• _Available data_
-.-.-
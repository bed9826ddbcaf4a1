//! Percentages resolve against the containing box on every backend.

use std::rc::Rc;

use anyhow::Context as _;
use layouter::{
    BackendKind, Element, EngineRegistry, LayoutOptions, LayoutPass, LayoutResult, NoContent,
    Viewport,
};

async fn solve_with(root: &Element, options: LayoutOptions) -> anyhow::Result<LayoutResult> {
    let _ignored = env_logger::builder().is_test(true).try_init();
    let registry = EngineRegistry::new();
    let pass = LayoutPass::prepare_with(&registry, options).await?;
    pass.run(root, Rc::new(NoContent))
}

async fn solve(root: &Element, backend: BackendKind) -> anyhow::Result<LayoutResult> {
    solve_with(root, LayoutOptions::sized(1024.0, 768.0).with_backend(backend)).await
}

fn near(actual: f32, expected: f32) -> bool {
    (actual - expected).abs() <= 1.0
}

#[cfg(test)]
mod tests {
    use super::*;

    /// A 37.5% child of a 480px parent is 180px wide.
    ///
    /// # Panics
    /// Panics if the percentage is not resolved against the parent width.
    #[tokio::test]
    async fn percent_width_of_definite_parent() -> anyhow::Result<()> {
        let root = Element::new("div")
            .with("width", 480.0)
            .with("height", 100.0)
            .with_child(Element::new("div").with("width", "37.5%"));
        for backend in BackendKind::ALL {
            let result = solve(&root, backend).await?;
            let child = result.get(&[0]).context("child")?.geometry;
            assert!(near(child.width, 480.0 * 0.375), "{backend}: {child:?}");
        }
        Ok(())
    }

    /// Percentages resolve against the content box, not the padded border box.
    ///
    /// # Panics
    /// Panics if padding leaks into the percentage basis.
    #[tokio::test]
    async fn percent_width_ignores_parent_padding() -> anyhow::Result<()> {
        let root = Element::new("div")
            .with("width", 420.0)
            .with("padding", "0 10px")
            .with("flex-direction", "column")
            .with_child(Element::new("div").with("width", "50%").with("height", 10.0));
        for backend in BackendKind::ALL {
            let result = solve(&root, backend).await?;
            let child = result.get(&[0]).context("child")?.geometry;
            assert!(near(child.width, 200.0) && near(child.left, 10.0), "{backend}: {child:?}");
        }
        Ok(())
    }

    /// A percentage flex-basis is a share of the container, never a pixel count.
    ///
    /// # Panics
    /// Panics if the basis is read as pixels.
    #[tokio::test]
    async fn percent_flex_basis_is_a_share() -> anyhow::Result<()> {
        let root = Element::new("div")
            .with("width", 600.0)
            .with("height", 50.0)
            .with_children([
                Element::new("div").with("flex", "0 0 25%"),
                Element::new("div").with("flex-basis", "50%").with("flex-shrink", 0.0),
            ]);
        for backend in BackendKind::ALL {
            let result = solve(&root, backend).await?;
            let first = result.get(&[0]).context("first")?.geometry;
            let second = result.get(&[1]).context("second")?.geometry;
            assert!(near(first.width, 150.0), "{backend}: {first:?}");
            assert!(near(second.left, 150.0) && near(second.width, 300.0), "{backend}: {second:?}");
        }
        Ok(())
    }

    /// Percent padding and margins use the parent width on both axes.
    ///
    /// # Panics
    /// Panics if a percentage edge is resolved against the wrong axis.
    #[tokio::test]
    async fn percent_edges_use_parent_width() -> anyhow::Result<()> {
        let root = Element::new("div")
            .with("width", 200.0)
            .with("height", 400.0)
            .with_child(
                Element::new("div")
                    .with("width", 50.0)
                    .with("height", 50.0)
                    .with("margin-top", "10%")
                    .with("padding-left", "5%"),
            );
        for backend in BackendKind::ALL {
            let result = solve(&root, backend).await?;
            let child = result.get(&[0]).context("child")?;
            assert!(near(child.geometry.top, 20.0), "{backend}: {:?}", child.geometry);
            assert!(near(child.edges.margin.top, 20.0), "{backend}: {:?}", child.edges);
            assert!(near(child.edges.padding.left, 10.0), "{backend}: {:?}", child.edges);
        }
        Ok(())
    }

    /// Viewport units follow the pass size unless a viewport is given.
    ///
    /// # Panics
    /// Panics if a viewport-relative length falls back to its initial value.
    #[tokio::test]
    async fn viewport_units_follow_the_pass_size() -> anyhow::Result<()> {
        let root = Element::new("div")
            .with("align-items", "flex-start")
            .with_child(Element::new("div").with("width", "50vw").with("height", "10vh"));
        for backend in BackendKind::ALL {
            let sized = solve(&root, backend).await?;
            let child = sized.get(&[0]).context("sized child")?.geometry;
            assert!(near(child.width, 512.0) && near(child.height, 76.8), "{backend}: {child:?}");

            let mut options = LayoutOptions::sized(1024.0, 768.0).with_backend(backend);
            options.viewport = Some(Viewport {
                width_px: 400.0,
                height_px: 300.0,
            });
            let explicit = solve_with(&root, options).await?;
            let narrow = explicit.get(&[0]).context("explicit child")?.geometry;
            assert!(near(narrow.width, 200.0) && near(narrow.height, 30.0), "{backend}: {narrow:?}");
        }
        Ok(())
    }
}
-.-.-
• _Task statement_
Repeat every line of the listing without a single difference.

• _Result of the task_
repository bed9826ddbcaf4a1
//! Percentages resolve against the containing box on every backend.

use std::rc::Rc;

use anyhow::Context as _;
use layouter::{
    BackendKind, Element, EngineRegistry, LayoutOptions, LayoutPass, LayoutResult, NoContent,
    Viewport,
};

async fn solve_with(root: &Element, options: LayoutOptions) -> anyhow::Result<LayoutResult> {
    let _ignored = env_logger::builder().is_test(true).try_init();
    let registry = EngineRegistry::new();
    let pass = LayoutPass::prepare_with(&registry, options).await?;
    pass.run(root, Rc::new(NoContent))
}

async fn solve(root: &Element, backend: BackendKind) -> anyhow::Result<LayoutResult> {
    solve_with(root, LayoutOptions::sized(1024.0, 768.0).with_backend(backend)).await
}

fn near(actual: f32, expected: f32) -> bool {
    (actual - expected).abs() <= 1.0
}

#[cfg(test)]
mod tests {
    use super::*;

    /// A 37.5% child of a 480px parent is 180px wide.
    ///
    /// # Panics
    /// Panics if the percentage is not resolved against the parent width.
    #[tokio::test]
    async fn percent_width_of_definite_parent() -> anyhow::Result<()> {
        let root = Element::new("div")
            .with("width", 480.0)
            .with("height", 100.0)
            .with_child(Element::new("div").with("width", "37.5%"));
        for backend in BackendKind::ALL {
            let result = solve(&root, backend).await?;
            let child = result.get(&[0]).context("child")?.geometry;
            assert!(near(child.width, 480.0 * 0.375), "{backend}: {child:?}");
        }
        Ok(())
    }

    /// Percentages resolve against the content box, not the padded border box.
    ///
    /// # Panics
    /// Panics if padding leaks into the percentage basis.
    #[tokio::test]
    async fn percent_width_ignores_parent_padding() -> anyhow::Result<()> {
        let root = Element::new("div")
            .with("width", 420.0)
            .with("padding", "0 10px")
            .with("flex-direction", "column")
            .with_child(Element::new("div").with("width", "50%").with("height", 10.0));
        for backend in BackendKind::ALL {
            let result = solve(&root, backend).await?;
            let child = result.get(&[0]).context("child")?.geometry;
            assert!(near(child.width, 200.0) && near(child.left, 10.0), "{backend}: {child:?}");
        }
        Ok(())
    }

    /// A percentage flex-basis is a share of the container, never a pixel count.
    ///
    /// # Panics
    /// Panics if the basis is read as pixels.
    #[tokio::test]
    async fn percent_flex_basis_is_a_share() -> anyhow::Result<()> {
        let root = Element::new("div")
            .with("width", 600.0)
            .with("height", 50.0)
            .with_children([
                Element::new("div").with("flex", "0 0 25%"),
                Element::new("div").with("flex-basis", "50%").with("flex-shrink", 0.0),
            ]);
        for backend in BackendKind::ALL {
            let result = solve(&root, backend).await?;
            let first = result.get(&[0]).context("first")?.geometry;
            let second = result.get(&[1]).context("second")?.geometry;
            assert!(near(first.width, 150.0), "{backend}: {first:?}");
            assert!(near(second.left, 150.0) && near(second.width, 300.0), "{backend}: {second:?}");
        }
        Ok(())
    }

    /// Percent padding and margins use the parent width on both axes.
    ///
    /// # Panics
    /// Panics if a percentage edge is resolved against the wrong axis.
    #[tokio::test]
    async fn percent_edges_use_parent_width() -> anyhow::Result<()> {
        let root = Element::new("div")
            .with("width", 200.0)
            .with("height", 400.0)
            .with_child(
                Element::new("div")
                    .with("width", 50.0)
                    .with("height", 50.0)
                    .with("margin-top", "10%")
                    .with("padding-left", "5%"),
            );
        for backend in BackendKind::ALL {
            let result = solve(&root, backend).await?;
            let child = result.get(&[0]).context("child")?;
            assert!(near(child.geometry.top, 20.0), "{backend}: {:?}", child.geometry);
            assert!(near(child.edges.margin.top, 20.0), "{backend}: {:?}", child.edges);
            assert!(near(child.edges.padding.left, 10.0), "{backend}: {:?}", child.edges);
        }
        Ok(())
    }

    /// Viewport units follow the pass size unless a viewport is given.
    ///
    /// # Panics
    /// Panics if a viewport-relative length falls back to its initial value.
    #[tokio::test]
    async fn viewport_units_follow_the_pass_size() -> anyhow::Result<()> {
        let root = Element::new("div")
            .with("align-items", "flex-start")
            .with_child(Element::new("div").with("width", "50vw").with("height", "10vh"));
        for backend in BackendKind::ALL {
            let sized = solve(&root, backend).await?;
            let child = sized.get(&[0]).context("sized child")?.geometry;
            assert!(near(child.width, 512.0) && near(child.height, 76.8), "{backend}: {child:?}");

            let mut options = LayoutOptions::sized(1024.0, 768.0).with_backend(backend);
            options.viewport = Some(Viewport {
                width_px: 400.0,
                height_px: 300.0,
            });
            let explicit = solve_with(&root, options).await?;
            let narrow = explicit.get(&[0]).context("explicit child")?.geometry;
            assert!(near(narrow.width, 200.0) && near(narrow.height, 30.0), "{backend}: {narrow:?}");
        }
        Ok(())
    }
}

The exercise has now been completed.